The impact of the release of radionuclides from nuclear facilities on non-human biota was assessed. The nuclear facilities examined included all aspects of the uranium fuel chain, from mining and milling through to power generation and waste management. Although nuclear facilities do release non-radioactive substances (e.g. metals, organic chemicals), the effects of such non-radioactive substances were not considered in this assessment.
Based on the critical assessment of relevant information, it is concluded that releases of uranium and uranium compounds contained in the effluent from uranium mines and mills meet the criterion set out in paragraph 64(a) of the Canadian Environmental Protection Act, 1999 (CEPA 1999).
To avoid federal regulatory duplication, the Minister of the Environment and the Minister of Health have elected to take no further action on radionuclides under CEPA 1999 at this time.

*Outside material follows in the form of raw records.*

/// Response DTO for an estimate
#[derive(Debug, Clone, Serialize)]
pub struct EstimateResponse {
    pub project_type: ProjectCategory,
    pub quality_level: FinishTier,
    pub surface_area: f64,
    pub location: String,
    pub unit_cost: i64,
    pub estimated_budget: i64,
    pub construction_duration: DurationRange,
    pub estimated_construction_months: u32,
    #[serde(skip_serializing_if = "Option::is_none")]
    pub loan: Option<LoanQuote>,
}

impl EstimateResponse {
    pub fn new(spec: ProjectSpecification, result: EstimationResult, loan: Option<LoanQuote>) -> Self {
        Self {
            project_type: spec.category,
            quality_level: spec.tier,
            surface_area: spec.area,
            location: spec.location,
            unit_cost: result.unit_cost,
            estimated_budget: result.estimated_budget,
            construction_duration: result.construction_duration,
            estimated_construction_months: result.duration_months(),
            loan,
        }
    }
}

/// Response DTO for a recorded simulation
#[derive(Debug, Clone, Serialize)]
pub struct SimulationCreated {
    pub id: Uuid,
    pub status: &'static str,
    pub message: &'static str,
}

impl SimulationCreated {
    pub fn new(id: Uuid) -> Self {
        Self {
            id,
            status: STATUS_PENDING,
            message: "Notre équipe vous contactera bientôt pour discuter de votre projet.",
        }
    }
}

#[cfg(test)]
mod tests {
    use super::*;

    fn valid_request() -> SubmitSimulationRequest {
        SubmitSimulationRequest {
            project_type: "Villa standard".into(),
            surface_area: Some(150.0),
            location: "Abidjan - Centre".into(),
            quality_level: "Standard".into(),
            estimated_budget: Some(48_000_000.0),
            estimated_construction_months: Some(10.0),
            loan_amount: Some(48_000_000.0),
            loan_duration_months: Some(180.0),
            monthly_payment: Some(444_972.0),
            lead_id: None,
        }
    }

    #[test]
    fn accepts_a_complete_submission() {
        let sim = valid_request()
            .validate(SimulatorVariant::WithFinancing)
            .unwrap();

        assert_eq!(sim.project_type, ProjectCategory::StandardVilla);
        assert_eq!(sim.quality_level, FinishTier::Standard);
        assert_eq!(sim.surface_area, 150);
        assert_eq!(sim.estimated_construction_months, Some(10));
        assert_eq!(sim.loan_duration_months, Some(180));
    }

    #[test]
    fn area_bounds() {
        let variant = SimulatorVariant::WithFinancing;

        let below = SubmitSimulationRequest {
            surface_area: Some(5.0),
            ..valid_request()
        };
        let errors = below.validate(variant).unwrap_err();
        assert!(errors.has_field("surface_area"));
        assert_eq!(errors.to_string(), "Surface minimum 10m²");

        let upper = SubmitSimulationRequest {
            surface_area: Some(10_000.0),
            ..valid_request()
        };
        assert!(upper.validate(variant).is_ok());

        let above = SubmitSimulationRequest {
            surface_area: Some(10_001.0),
            ..valid_request()
        };
        assert_eq!(
            above.validate(variant).unwrap_err().to_string(),
            "Surface maximum 10000m²"
        );

        let fractional = SubmitSimulationRequest {
            surface_area: Some(150.5),
            ..valid_request()
        };
        assert!(fractional.validate(variant).unwrap_err().has_field("surface_area"));
    }

    #[test]
    fn unknown_category_is_rejected() {
        let req = SubmitSimulationRequest {
            project_type: "Château".into(),
            ..valid_request()
        };
        let errors = req.validate(SimulatorVariant::WithFinancing).unwrap_err();
        assert!(errors.has_field("project_type"));
        assert_eq!(errors.len(), 1);
    }

    #[test]
    fn reports_one_message_per_invalid_field() {
        let req = SubmitSimulationRequest {
            project_type: String::new(),
            surface_area: None,
            location: "   ".into(),
            quality_level: "Luxe".into(),
            estimated_budget: Some(-1.0),
            estimated_construction_months: Some(121.0),
            ..Default::default()
        };
        let errors = req.validate(SimulatorVariant::WithFinancing).unwrap_err();

        let fields: Vec<_> = errors.iter().map(|e| e.field.as_str()).collect();
        assert_eq!(
            fields,
            vec![
                "project_type",
                "surface_area",
                "location",
                "quality_level",
                "estimated_budget",
                "estimated_construction_months",
            ]
        );
    }

    #[test]
    fn loan_field_bounds() {
        let req = SubmitSimulationRequest {
            loan_amount: Some(MAX_AMOUNT + 1.0),
            loan_duration_months: Some(601.0),
            monthly_payment: Some(-5.0),
            ..valid_request()
        };
        let errors = req.validate(SimulatorVariant::WithFinancing).unwrap_err();
        assert!(errors.has_field("loan_amount"));
        assert!(errors.has_field("loan_duration_months"));
        assert!(errors.has_field("monthly_payment"));
    }

    #[test]
    fn basic_variant_refuses_loan_fields() {
        let errors = valid_request()
            .validate(SimulatorVariant::Basic)
            .unwrap_err();
        assert_eq!(errors.len(), 3);

        let without_loan = SubmitSimulationRequest {
            loan_amount: None,
            loan_duration_months: None,
            monthly_payment: None,
            ..valid_request()
        };
        assert!(without_loan.validate(SimulatorVariant::Basic).is_ok());
    }

    #[test]
    fn estimate_request_is_permissive_on_area_range() {
        let req = EstimateRequest {
            project_type: "duplex".into(),
            surface_area: Some(5.0),
            quality_level: "premium".into(),
            ..Default::default()
        };
        let spec = req.to_specification().unwrap();
        assert_eq!(spec.category, ProjectCategory::Duplex);
        assert_eq!(spec.area, 5.0);

        let bad = EstimateRequest {
            project_type: "Tour".into(),
            surface_area: Some(-3.0),
            quality_level: String::new(),
            ..Default::default()
        };
        let errors = bad.to_specification().unwrap_err();
        assert_eq!(errors.len(), 3);
    }

    #[test]
    fn loan_request_defaults() {
        let terms = LoanRequest::default().to_terms(180, 7.5).unwrap();
        assert_eq!(terms.amount, None);
        assert_eq!(terms.duration_months, 180);
        assert_eq!(terms.annual_rate_percent, 7.5);

        let bad = LoanRequest {
            duration_months: Some(0.0),
            ..Default::default()
        };
        assert!(bad.to_terms(180, 7.5).unwrap_err().has_field("loan.duration_months"));
    }
}
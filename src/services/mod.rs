//! Service layer: persistence, submission recording and outbound notifications.

pub mod notifications;
pub mod recorder;
pub mod storage;

pub use notifications::{LogOnlyNotifier, Notifier, ResendNotifier};
pub use recorder::{SubmissionError, SubmissionRecorder};
pub use storage::{PgStorage, Storage, StorageError};
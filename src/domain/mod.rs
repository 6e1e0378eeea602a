//! Domain types and DTOs
//!
//! Request DTOs carry their own validation; the persisted entities mirror
//! the `simulations`, `leads`, `contact_requests`, `projects`, `profiles`
//! and `portfolio_projects` tables.

pub mod assistant;
pub mod contacts;
pub mod leads;
pub mod profiles;
pub mod projects;
pub mod simulations;
pub mod validation;

pub use contacts::{ContactRequest, CreateContactRequest, NewContactRequest};
pub use leads::{CreateLeadRequest, Lead, NewLead};
pub use profiles::Profile;
pub use projects::{PortfolioFilter, PortfolioProject, Project};
pub use simulations::{
    EstimateRequest, EstimateResponse, NewSimulation, SimulationCreated, SimulationRecord,
    SubmitSimulationRequest,
};
pub use validation::{FieldError, ValidationErrors};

The Canadian Nuclear Safety Commission (CNSC) is mandated to ensure that the operation of nuclear facilities, such as uranium mines and mills, does not pose unreasonable risks to human health and the environment. Since the Nuclear Safety and Control Act (NSCA) is a more appropriate federal statute under which to manage the risks posed by uranium and uranium compounds contained in effluents from uranium mines and mills, the Minister of the Environment and the Minister of Health do not propose that radionuclides be added to Schedule 1 of CEPA 1999 at this time.
This commitment has been formalized in the Annex to the existing Memorandum of Understanding (MOU) between Environment Canada and the CNSC. The recently revised MOU and Annex provide the framework under which the CNSC will take specific measures related to the management of uranium and uranium compounds contained in effluents from uranium mines and mills.